# 특징 선택

In [None]:
warnings.simplefilter('ignore')

In [1]:
%%time
from sklearn.datasets import fetch_rcv1
rcv_train = fetch_rcv1(subset='train')
rcv_test = fetch_rcv1(subset='test')
X_train = rcv_train.data
y_train = rcv_train.target
X_test = rcv_test.data
y_test = rcv_test.target

# One-hot-Encoding된 라벨을 정수형으로 복원
classes = np.arange(rcv_train.target.shape[1])
y_train = y_train.dot(classes)
y_test = y_test.dot(classes)

print(X_train.shape)

(23149, 47236)
Wall time: 28.1 s


# 분산에 의한 선택

In [14]:
from sklearn.feature_selection import VarianceThreshold
selector = VarianceThreshold(0.00001)
X_train_sel = selector.fit_transform(X_train)
X_test_sel = selector.transform(X_test)
X_train_sel.shape

(23149, 14330)

In [16]:
from sklearn.naive_bayes import BernoulliNB
from sklearn.metrics import accuracy_score

model = BernoulliNB()
model.fit(X_train, y_train)
print("train accuracy:{:5.3f}".format(accuracy_score(y_train, model.predict(X_train))))
print("test accuracy :{:5.3f}".format(accuracy_score(y_test, model.predict(X_test))))

train accuracy:0.381
test accuracy :0.324


In [17]:
model = BernoulliNB()
model.fit(X_train_sel, y_train)
print("train accuracy:{:5.3f}".format(accuracy_score(y_train, model.predict(X_train_sel))))
print("test accuracy :{:5.3f}".format(accuracy_score(y_test, model.predict(X_test_sel))))

train accuracy:0.529
test accuracy :0.441


# 단일 변수  선택

단일 변수 선택법은 각각의 독립변수를 하나만 사용한 예측모형의 성능을 이용하여 가장 분류성능 혹은 상관관계가 높은 변수만 선택하는 방법이다. 사이킷런 패키지의 feature_selection 서브패키지는 다음 성능지표를 제공한다.

- chi2: 카이제곱 검정 통계값

- f_classif: 분산분석(ANOVA) F검정 통계값

- mutual_info_classif: 상호정보량(mutual information)

In [21]:
from sklearn.feature_selection import chi2, SelectKBest

selector = SelectKBest(chi2, k=14330)
X_train = selector.fit_transform(X_train, y_train)
X_test = selector.transform(X_test)

In [23]:
model = BernoulliNB()
model.fit(X_train, y_train)
print("train_accuracy:{:5.3f}".format(accuracy_score(y_train, model.predict(X_train))))
print("test_accuracy:{:5.3f}".format(accuracy_score(y_test, model.predict(X_test))))

train_accuracy:0.505
test_accuracy:0.438


# 다른 모형을 이용한 특성 중요도 계산

In [25]:
from sklearn.feature_selection import SelectFromModel
from sklearn.ensemble import ExtraTreesClassifier

In [28]:
n_sample =10000
idx = np.random.choice(range(len(y_train)), n_sample)

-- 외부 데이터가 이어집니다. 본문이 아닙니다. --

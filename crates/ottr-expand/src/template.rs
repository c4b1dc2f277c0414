/*
 * template.rs
 * Copyright (c) 2025 Posit, PBC
 */

//! Parsed template definitions.
//!
//! These types are the in-memory form handed over by whatever parses a
//! template library. They are plain data and derive serde so that a library
//! can also be exchanged as JSON or any other serde format.

use crate::error::ErrorKind;
use crate::term::Term;
use serde::{Deserialize, Serialize};
use std::fmt;

/// Declared type of a template parameter.
#[derive(Debug, Clone, PartialEq, Eq, Serialize, Deserialize)]
#[serde(rename_all = "snake_case")]
pub enum ParamType {
    Iri,
    /// A literal, optionally restricted to one datatype IRI.
    Literal(Option<String>),
    BlankNode,
    /// Any ground term.
    Any,
    List(Box<ParamType>),
    NonEmptyList(Box<ParamType>),
}

impl ParamType {
    pub fn list_of(inner: ParamType) -> Self {
        ParamType::List(Box::new(inner))
    }

    pub fn non_empty_list_of(inner: ParamType) -> Self {
        ParamType::NonEmptyList(Box::new(inner))
    }

    pub fn is_list(&self) -> bool {
        matches!(self, ParamType::List(_) | ParamType::NonEmptyList(_))
    }

    /// Check a ground term against this type. `ottr:none` is accepted by
    /// every type; whether a parameter may be none is decided by its
    /// `optional` flag, not by its type.
    pub fn accepts(&self, term: &Term) -> bool {
        if term.is_none() {
            return true;
        }
        match self {
            ParamType::Any => true,
            ParamType::Iri => matches!(term, Term::Iri(_)),
            ParamType::BlankNode => matches!(term, Term::BlankNode(_)),
            ParamType::Literal(datatype) => match (term, datatype) {
                (Term::Literal(_), None) => true,
                (Term::Literal(literal), Some(datatype)) => &literal.datatype == datatype,
                _ => false,
            },
            ParamType::List(inner) => match term {
                Term::List(items) => items.iter().all(|item| inner.accepts(item)),
                _ => false,
            },
            ParamType::NonEmptyList(inner) => match term {
                Term::List(items) => !items.is_empty() && items.iter().all(|i| inner.accepts(i)),
                _ => false,
            },
        }
    }
}

impl fmt::Display for ParamType {
    fn fmt(&self, f: &mut fmt::Formatter<'_>) -> fmt::Result {
        match self {
            ParamType::Iri => f.write_str("IRI"),
            ParamType::Literal(None) => f.write_str("Literal"),
            ParamType::Literal(Some(datatype)) => write!(f, "<{}>", datatype),
            ParamType::BlankNode => f.write_str("BlankNode"),
            ParamType::Any => f.write_str("Any"),
            ParamType::List(inner) => write!(f, "List<{}>", inner),
            ParamType::NonEmptyList(inner) => write!(f, "NEList<{}>", inner),
        }
    }
}

/// List-expansion strategy of a parameter.
#[derive(Debug, Clone, Copy, PartialEq, Eq, Hash, Serialize, Deserialize)]
#[serde(rename_all = "camelCase")]
pub enum ExpansionModifier {
    /// Cartesian product with the other cross-expanded lists.
    Cross,
    /// Positional pairing; all zipped lists must have the same length.
    Zip,
    /// Positional pairing truncated to the shortest list.
    ZipMin,
    /// Positional pairing padded with `ottr:none` to the longest list.
    ZipMax,
}

impl ExpansionModifier {
    pub fn is_zip(self) -> bool {
        matches!(
            self,
            ExpansionModifier::Zip | ExpansionModifier::ZipMin | ExpansionModifier::ZipMax
        )
    }
}

/// A template parameter.
#[derive(Debug, Clone, PartialEq, Serialize, Deserialize)]
pub struct Parameter {
    pub name: String,

    #[serde(rename = "type", default, skip_serializing_if = "Option::is_none")]
    pub param_type: Option<ParamType>,

    #[serde(default, skip_serializing_if = "Option::is_none")]
    pub default: Option<Term>,

    #[serde(default, skip_serializing_if = "Option::is_none")]
    pub modifier: Option<ExpansionModifier>,

    /// May be bound to `ottr:none` without skipping the instance.
    #[serde(default)]
    pub optional: bool,

    /// Rejects blank node arguments.
    #[serde(default)]
    pub non_blank: bool,

    /// Collects every argument from this position onward into one list.
    /// Only meaningful on the last parameter.
    #[serde(default)]
    pub variadic: bool,
}

impl Parameter {
    pub fn new(name: impl Into<String>) -> Self {
        Self {
            name: name.into(),
            param_type: None,
            default: None,
            modifier: None,
            optional: false,
            non_blank: false,
            variadic: false,
        }
    }

    pub fn with_type(mut self, param_type: ParamType) -> Self {
        self.param_type = Some(param_type);
        self
    }

    pub fn with_default(mut self, default: Term) -> Self {
        self.default = Some(default);
        self
    }

    pub fn with_modifier(mut self, modifier: ExpansionModifier) -> Self {
        self.modifier = Some(modifier);
        self
    }

    pub fn cross(self) -> Self {
        self.with_modifier(ExpansionModifier::Cross)
    }

    pub fn zip(self) -> Self {
        self.with_modifier(ExpansionModifier::Zip)
    }

    pub fn optional(mut self) -> Self {
        self.optional = true;
        self
    }

    pub fn non_blank(mut self) -> Self {
        self.non_blank = true;
        self
    }

    pub fn variadic(mut self) -> Self {
        self.variadic = true;
        self
    }

    /// A parameter that must be supplied positionally.
    pub fn is_required(&self) -> bool {
        self.default.is_none() && !self.optional && !self.variadic
    }
}

/// Template name plus ordered parameter list.
#[derive(Debug, Clone, PartialEq, Serialize, Deserialize)]
pub struct Signature {
    pub name: String,
    #[serde(default)]
    pub parameters: Vec<Parameter>,
}

impl Signature {
    pub fn new(name: impl Into<String>) -> Self {
        Self {
            name: name.into(),
            parameters: Vec::new(),
        }
    }

    pub fn with_parameter(mut self, parameter: Parameter) -> Self {
        self.parameters.push(parameter);
        self
    }

    pub fn parameter(&self, name: &str) -> Option<&Parameter> {
        self.parameters.iter().find(|p| p.name == name)
    }

    pub fn is_variadic(&self) -> bool {
        self.parameters.last().is_some_and(|p| p.variadic)
    }

    /// The first parameter name that occurs twice, if any.
    pub fn duplicate_parameter(&self) -> Option<&str> {
        self.parameters.iter().enumerate().find_map(|(i, p)| {
            self.parameters[..i]
                .iter()
                .any(|earlier| earlier.name == p.name)
                .then_some(p.name.as_str())
        })
    }

    /// Check that `count` positional arguments fit this signature.
    pub fn check_arity(&self, count: usize) -> Result<(), ErrorKind> {
        let parameters = self.parameters.len();
        let required = self
            .parameters
            .iter()
            .rposition(Parameter::is_required)
            .map_or(0, |i| i + 1);

        if count < required {
            let missing = self.parameters[count..]
                .iter()
                .find(|p| p.is_required())
                .map_or("", |p| p.name.as_str());
            return Err(ErrorKind::ArityMismatch {
                template: self.name.clone(),
                parameters,
                arguments: count,
                reason: format!("parameter ?{} has no default", missing),
            });
        }
        if count > parameters && !self.is_variadic() {
            return Err(ErrorKind::ArityMismatch {
                template: self.name.clone(),
                parameters,
                arguments: count,
                reason: "too many arguments".to_string(),
            });
        }
        Ok(())
    }
}

/// A triple pattern in a template body.
#[derive(Debug, Clone, PartialEq, Serialize, Deserialize)]
pub struct TriplePattern {
    pub subject: Term,
    pub predicate: Term,
    pub object: Term,
}

/// An argument of a nested instance: a term, or an inline instance whose
/// first argument is passed on after the inline instance is expanded.
#[derive(Debug, Clone, PartialEq, Serialize, Deserialize)]
#[serde(untagged)]
pub enum Argument {
    Term(Term),
    Instance(InstancePattern),
}

impl From<Term> for Argument {
    fn from(term: Term) -> Self {
        Argument::Term(term)
    }
}

impl From<InstancePattern> for Argument {
    fn from(instance: InstancePattern) -> Self {
        Argument::Instance(instance)
    }
}

/// A call to another template from inside a body.
#[derive(Debug, Clone, PartialEq, Serialize, Deserialize)]
pub struct InstancePattern {
    pub template: String,
    #[serde(default)]
    pub arguments: Vec<Argument>,
}

impl InstancePattern {
    pub fn new(
        template: impl Into<String>,
        arguments: impl IntoIterator<Item = impl Into<Argument>>,
    ) -> Self {
        Self {
            template: template.into(),
            arguments: arguments.into_iter().map(Into::into).collect(),
        }
    }
}

/// One element of a template body.
#[derive(Debug, Clone, PartialEq, Serialize, Deserialize)]
#[serde(tag = "pattern", rename_all = "snake_case")]
pub enum Pattern {
    Triple(TriplePattern),
    Instance(InstancePattern),
}

/// A named template: signature plus body.
#[derive(Debug, Clone, PartialEq, Serialize, Deserialize)]
pub struct Template {
    pub signature: Signature,
    #[serde(default)]
    pub body: Vec<Pattern>,
}

impl Template {
    pub fn new(signature: Signature) -> Self {
        Self {
            signature,
            body: Vec::new(),
        }
    }

    pub fn name(&self) -> &str {
        &self.signature.name
    }

    /// Append a triple pattern to the body.
    pub fn triple(mut self, subject: Term, predicate: Term, object: Term) -> Self {
        self.body.push(Pattern::Triple(TriplePattern {
            subject,
            predicate,
            object,
        }));
        self
    }

    /// Append a nested instance to the body.
    pub fn instance(mut self, instance: InstancePattern) -> Self {
        self.body.push(Pattern::Instance(instance));
        self
    }
}

/// A root instance: a template name applied to ground arguments.
#[derive(Debug, Clone, PartialEq, Serialize, Deserialize)]
pub struct Instance {
    pub template: String,
    #[serde(default)]
    pub arguments: Vec<Term>,
}

impl Instance {
    pub fn new(template: impl Into<String>, arguments: impl IntoIterator<Item = Term>) -> Self {
        Self {
            template: template.into(),
            arguments: arguments.into_iter().collect(),
        }
    }
}

#[cfg(test)]
mod tests {
    use super::*;
    use crate::term::XSD_STRING;

    fn sig() -> Signature {
        Signature::new("http://example.com/T")
            .with_parameter(Parameter::new("a"))
            .with_parameter(Parameter::new("b").optional())
            .with_parameter(Parameter::new("c").with_default(Term::string("c")))
    }

    #[test]
    fn test_param_type_accepts() {
        assert!(ParamType::Iri.accepts(&Term::iri("http://a")));
        assert!(!ParamType::Iri.accepts(&Term::string("a")));
        assert!(ParamType::Literal(None).accepts(&Term::string("a")));
        assert!(ParamType::Literal(Some(XSD_STRING.to_string())).accepts(&Term::string("a")));
        assert!(!ParamType::Literal(Some("http://x/int".to_string())).accepts(&Term::string("a")));
        assert!(ParamType::Iri.accepts(&Term::None));

        let list = ParamType::list_of(ParamType::Iri);
        assert!(list.accepts(&Term::list([])));
        assert!(list.accepts(&Term::list([Term::iri("http://a")])));
        assert!(!list.accepts(&Term::list([Term::blank("b")])));
        assert!(!ParamType::non_empty_list_of(ParamType::Iri).accepts(&Term::list([])));
    }

    #[test]
    fn test_check_arity() {
        let sig = sig();
        assert!(sig.check_arity(1).is_ok());
        assert!(sig.check_arity(3).is_ok());
        assert!(matches!(
            sig.check_arity(0),
            Err(ErrorKind::ArityMismatch { arguments: 0, .. })
        ));
        assert!(matches!(
            sig.check_arity(4),
            Err(ErrorKind::ArityMismatch { arguments: 4, .. })
        ));
    }

    #[test]
    fn test_arity_reason_names_missing_required_parameter() {
        let sig = Signature::new("T")
            .with_parameter(Parameter::new("a"))
            .with_parameter(Parameter::new("b").optional())
            .with_parameter(Parameter::new("c"));
        assert_eq!(
            sig.check_arity(1),
            Err(ErrorKind::ArityMismatch {
                template: "T".to_string(),
                parameters: 3,
                arguments: 1,
                reason: "parameter ?c has no default".to_string(),
            })
        );
    }

    #[test]
    fn test_check_arity_variadic() {
        let sig = Signature::new("V")
            .with_parameter(Parameter::new("head"))
            .with_parameter(Parameter::new("rest").variadic());
        assert!(sig.check_arity(1).is_ok());
        assert!(sig.check_arity(7).is_ok());
        assert!(sig.check_arity(0).is_err());
    }

    #[test]
    fn test_duplicate_parameter() {
        let sig = Signature::new("D")
            .with_parameter(Parameter::new("x"))
            .with_parameter(Parameter::new("y"))
            .with_parameter(Parameter::new("x"));
        assert_eq!(sig.duplicate_parameter(), Some("x"));
        assert_eq!(self::sig().duplicate_parameter(), None);
    }
}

model = ExtraTreesClassifier(n_estimators=50).fit(X_train[idx,:], y_train[idx])

In [29]:
selector = SelectFromModel(model, prefit=True, max_features=14330)
X_train_sel = selector.transform(X_train)
X_test_sel = selector.transform(X_test)

In [30]:
%%time
model = BernoulliNB()
model.fit(X_train_sel, y_train)
print("train accuracy:{:5.3f}".format(accuracy_score(y_train, model.predict(X_train_sel))))
print("test accuracy :{:5.3f}".format(accuracy_score(y_test, model.predict(X_test_sel))))

train accuracy:0.630
test accuracy :0.511
Wall time: 10.3 s